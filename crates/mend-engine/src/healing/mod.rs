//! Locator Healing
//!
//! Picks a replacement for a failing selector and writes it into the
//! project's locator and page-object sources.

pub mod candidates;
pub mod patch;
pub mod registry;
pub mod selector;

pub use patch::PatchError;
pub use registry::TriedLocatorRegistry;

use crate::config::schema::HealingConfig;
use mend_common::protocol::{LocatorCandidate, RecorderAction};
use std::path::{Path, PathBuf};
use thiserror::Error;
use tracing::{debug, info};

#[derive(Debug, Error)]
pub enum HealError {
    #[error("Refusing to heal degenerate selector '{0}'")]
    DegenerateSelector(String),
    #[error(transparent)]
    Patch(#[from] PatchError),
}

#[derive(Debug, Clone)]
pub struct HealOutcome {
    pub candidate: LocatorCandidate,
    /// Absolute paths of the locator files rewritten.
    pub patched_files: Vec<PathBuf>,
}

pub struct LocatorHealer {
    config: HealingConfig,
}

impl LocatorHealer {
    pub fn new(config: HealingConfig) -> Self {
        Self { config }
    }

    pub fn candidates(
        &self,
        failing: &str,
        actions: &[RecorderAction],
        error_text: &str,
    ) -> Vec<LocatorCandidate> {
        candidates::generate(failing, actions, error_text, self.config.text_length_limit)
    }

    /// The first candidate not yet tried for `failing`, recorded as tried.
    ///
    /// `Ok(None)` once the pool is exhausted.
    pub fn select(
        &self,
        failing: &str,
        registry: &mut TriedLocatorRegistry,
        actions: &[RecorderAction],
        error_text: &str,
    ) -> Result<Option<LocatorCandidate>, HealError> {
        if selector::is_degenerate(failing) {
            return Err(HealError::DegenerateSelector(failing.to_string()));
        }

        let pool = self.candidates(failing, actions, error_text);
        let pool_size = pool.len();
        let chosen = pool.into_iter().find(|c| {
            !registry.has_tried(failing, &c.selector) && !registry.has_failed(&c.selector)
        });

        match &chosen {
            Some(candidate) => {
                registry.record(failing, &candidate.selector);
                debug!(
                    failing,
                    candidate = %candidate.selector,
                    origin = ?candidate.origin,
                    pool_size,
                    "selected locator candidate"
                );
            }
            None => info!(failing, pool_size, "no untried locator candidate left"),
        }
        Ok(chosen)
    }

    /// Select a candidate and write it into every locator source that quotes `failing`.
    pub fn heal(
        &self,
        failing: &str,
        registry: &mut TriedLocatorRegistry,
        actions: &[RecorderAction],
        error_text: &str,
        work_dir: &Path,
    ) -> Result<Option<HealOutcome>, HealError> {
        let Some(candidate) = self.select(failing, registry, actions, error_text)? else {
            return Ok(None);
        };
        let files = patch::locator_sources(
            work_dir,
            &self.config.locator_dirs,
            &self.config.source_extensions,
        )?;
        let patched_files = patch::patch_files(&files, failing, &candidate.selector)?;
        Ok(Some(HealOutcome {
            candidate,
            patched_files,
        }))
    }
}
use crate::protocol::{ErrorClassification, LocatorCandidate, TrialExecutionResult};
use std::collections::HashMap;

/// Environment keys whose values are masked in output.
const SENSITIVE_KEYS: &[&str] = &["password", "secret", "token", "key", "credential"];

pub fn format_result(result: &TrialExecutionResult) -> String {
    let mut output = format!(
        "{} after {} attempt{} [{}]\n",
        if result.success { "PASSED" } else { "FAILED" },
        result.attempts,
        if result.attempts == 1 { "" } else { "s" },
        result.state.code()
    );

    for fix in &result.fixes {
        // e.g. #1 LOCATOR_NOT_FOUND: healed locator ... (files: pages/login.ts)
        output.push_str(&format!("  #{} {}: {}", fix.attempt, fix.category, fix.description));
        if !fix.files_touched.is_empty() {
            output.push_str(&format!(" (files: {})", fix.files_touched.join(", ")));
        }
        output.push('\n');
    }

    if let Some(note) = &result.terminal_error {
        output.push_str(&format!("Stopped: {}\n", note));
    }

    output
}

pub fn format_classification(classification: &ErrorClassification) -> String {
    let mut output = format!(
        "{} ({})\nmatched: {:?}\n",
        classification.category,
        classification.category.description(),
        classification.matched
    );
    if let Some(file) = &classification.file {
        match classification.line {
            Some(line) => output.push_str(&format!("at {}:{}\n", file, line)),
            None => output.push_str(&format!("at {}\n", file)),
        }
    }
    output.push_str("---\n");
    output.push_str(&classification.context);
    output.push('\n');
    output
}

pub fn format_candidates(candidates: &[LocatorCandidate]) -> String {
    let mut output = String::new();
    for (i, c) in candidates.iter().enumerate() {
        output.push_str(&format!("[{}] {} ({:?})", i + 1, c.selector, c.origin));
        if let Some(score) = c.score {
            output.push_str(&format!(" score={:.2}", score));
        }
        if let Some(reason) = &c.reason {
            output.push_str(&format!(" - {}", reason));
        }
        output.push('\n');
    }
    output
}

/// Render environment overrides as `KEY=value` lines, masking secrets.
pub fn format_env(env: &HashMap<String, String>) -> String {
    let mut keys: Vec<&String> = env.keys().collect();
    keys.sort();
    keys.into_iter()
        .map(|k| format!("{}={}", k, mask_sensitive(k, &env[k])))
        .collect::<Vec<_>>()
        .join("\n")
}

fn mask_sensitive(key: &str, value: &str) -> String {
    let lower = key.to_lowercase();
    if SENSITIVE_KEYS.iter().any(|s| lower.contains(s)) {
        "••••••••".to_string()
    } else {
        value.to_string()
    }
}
---
Activity: None of the records may be left out; each is to be restated exactly.

Answer to this task:
filename crates/mend-engine/src/healing/mod.rs
//! Locator Healing
//!
//! Picks a replacement for a failing selector and writes it into the
//! project's locator and page-object sources.

pub mod candidates;
pub mod patch;
pub mod registry;
pub mod selector;

pub use patch::PatchError;
pub use registry::TriedLocatorRegistry;

use crate::config::schema::HealingConfig;
use mend_common::protocol::{LocatorCandidate, RecorderAction};
use std::path::{Path, PathBuf};
use thiserror::Error;
use tracing::{debug, info};

#[derive(Debug, Error)]
pub enum HealError {
    #[error("Refusing to heal degenerate selector '{0}'")]
    DegenerateSelector(String),
    #[error(transparent)]
    Patch(#[from] PatchError),
}

#[derive(Debug, Clone)]
pub struct HealOutcome {
    pub candidate: LocatorCandidate,
    /// Absolute paths of the locator files rewritten.
    pub patched_files: Vec<PathBuf>,
}

pub struct LocatorHealer {
    config: HealingConfig,
}

impl LocatorHealer {
    pub fn new(config: HealingConfig) -> Self {
        Self { config }
    }

    pub fn candidates(
        &self,
        failing: &str,
        actions: &[RecorderAction],
        error_text: &str,
    ) -> Vec<LocatorCandidate> {
        candidates::generate(failing, actions, error_text, self.config.text_length_limit)
    }

    /// The first candidate not yet tried for `failing`, recorded as tried.
    ///
    /// `Ok(None)` once the pool is exhausted.
    pub fn select(
        &self,
        failing: &str,
        registry: &mut TriedLocatorRegistry,
        actions: &[RecorderAction],
        error_text: &str,
    ) -> Result<Option<LocatorCandidate>, HealError> {
        if selector::is_degenerate(failing) {
            return Err(HealError::DegenerateSelector(failing.to_string()));
        }

        let pool = self.candidates(failing, actions, error_text);
        let pool_size = pool.len();
        let chosen = pool.into_iter().find(|c| {
            !registry.has_tried(failing, &c.selector) && !registry.has_failed(&c.selector)
        });

        match &chosen {
            Some(candidate) => {
                registry.record(failing, &candidate.selector);
                debug!(
                    failing,
                    candidate = %candidate.selector,
                    origin = ?candidate.origin,
                    pool_size,
                    "selected locator candidate"
                );
            }
            None => info!(failing, pool_size, "no untried locator candidate left"),
        }
        Ok(chosen)
    }

    /// Select a candidate and write it into every locator source that quotes `failing`.
    pub fn heal(
        &self,
        failing: &str,
        registry: &mut TriedLocatorRegistry,
        actions: &[RecorderAction],
        error_text: &str,
        work_dir: &Path,
    ) -> Result<Option<HealOutcome>, HealError> {
        let Some(candidate) = self.select(failing, registry, actions, error_text)? else {
            return Ok(None);
        };
        let files = patch::locator_sources(
            work_dir,
            &self.config.locator_dirs,
            &self.config.source_extensions,
        )?;
        let patched_files = patch::patch_files(&files, failing, &candidate.selector)?;
        Ok(Some(HealOutcome {
            candidate,
            patched_files,
        }))
    }
}
use crate::protocol::{ErrorClassification, LocatorCandidate, TrialExecutionResult};
use std::collections::HashMap;

/// Environment keys whose values are masked in output.
const SENSITIVE_KEYS: &[&str] = &["password", "secret", "token", "key", "credential"];

pub fn format_result(result: &TrialExecutionResult) -> String {
    let mut output = format!(
        "{} after {} attempt{} [{}]\n",
        if result.success { "PASSED" } else { "FAILED" },
        result.attempts,
        if result.attempts == 1 { "" } else { "s" },
        result.state.code()
    );

    for fix in &result.fixes {
        // e.g. #1 LOCATOR_NOT_FOUND: healed locator ... (files: pages/login.ts)
        output.push_str(&format!("  #{} {}: {}", fix.attempt, fix.category, fix.description));
        if !fix.files_touched.is_empty() {
            output.push_str(&format!(" (files: {})", fix.files_touched.join(", ")));
        }
        output.push('\n');
    }

    if let Some(note) = &result.terminal_error {
        output.push_str(&format!("Stopped: {}\n", note));
    }

    output
}

pub fn format_classification(classification: &ErrorClassification) -> String {
    let mut output = format!(
        "{} ({})\nmatched: {:?}\n",
        classification.category,
        classification.category.description(),
        classification.matched
    );
    if let Some(file) = &classification.file {
        match classification.line {
            Some(line) => output.push_str(&format!("at {}:{}\n", file, line)),
            None => output.push_str(&format!("at {}\n", file)),
        }
    }
    output.push_str("---\n");
    output.push_str(&classification.context);
    output.push('\n');
    output
}

pub fn format_candidates(candidates: &[LocatorCandidate]) -> String {
    let mut output = String::new();
    for (i, c) in candidates.iter().enumerate() {
        output.push_str(&format!("[{}] {} ({:?})", i + 1, c.selector, c.origin));
        if let Some(score) = c.score {
            output.push_str(&format!(" score={:.2}", score));
        }
        if let Some(reason) = &c.reason {
            output.push_str(&format!(" - {}", reason));
        }
        output.push('\n');
    }
    output
}

/// Render environment overrides as `KEY=value` lines, masking secrets.
pub fn format_env(env: &HashMap<String, String>) -> String {
    let mut keys: Vec<&String> = env.keys().collect();
    keys.sort();
    keys.into_iter()
        .map(|k| format!("{}={}", k, mask_sensitive(k, &env[k])))
        .collect::<Vec<_>>()
        .join("\n")
}

fn mask_sensitive(key: &str, value: &str) -> String {
    let lower = key.to_lowercase();
    if SENSITIVE_KEYS.iter().any(|s| lower.contains(s)) {
        "••••••••".to_string()
    } else {
        value.to_string()
    }
}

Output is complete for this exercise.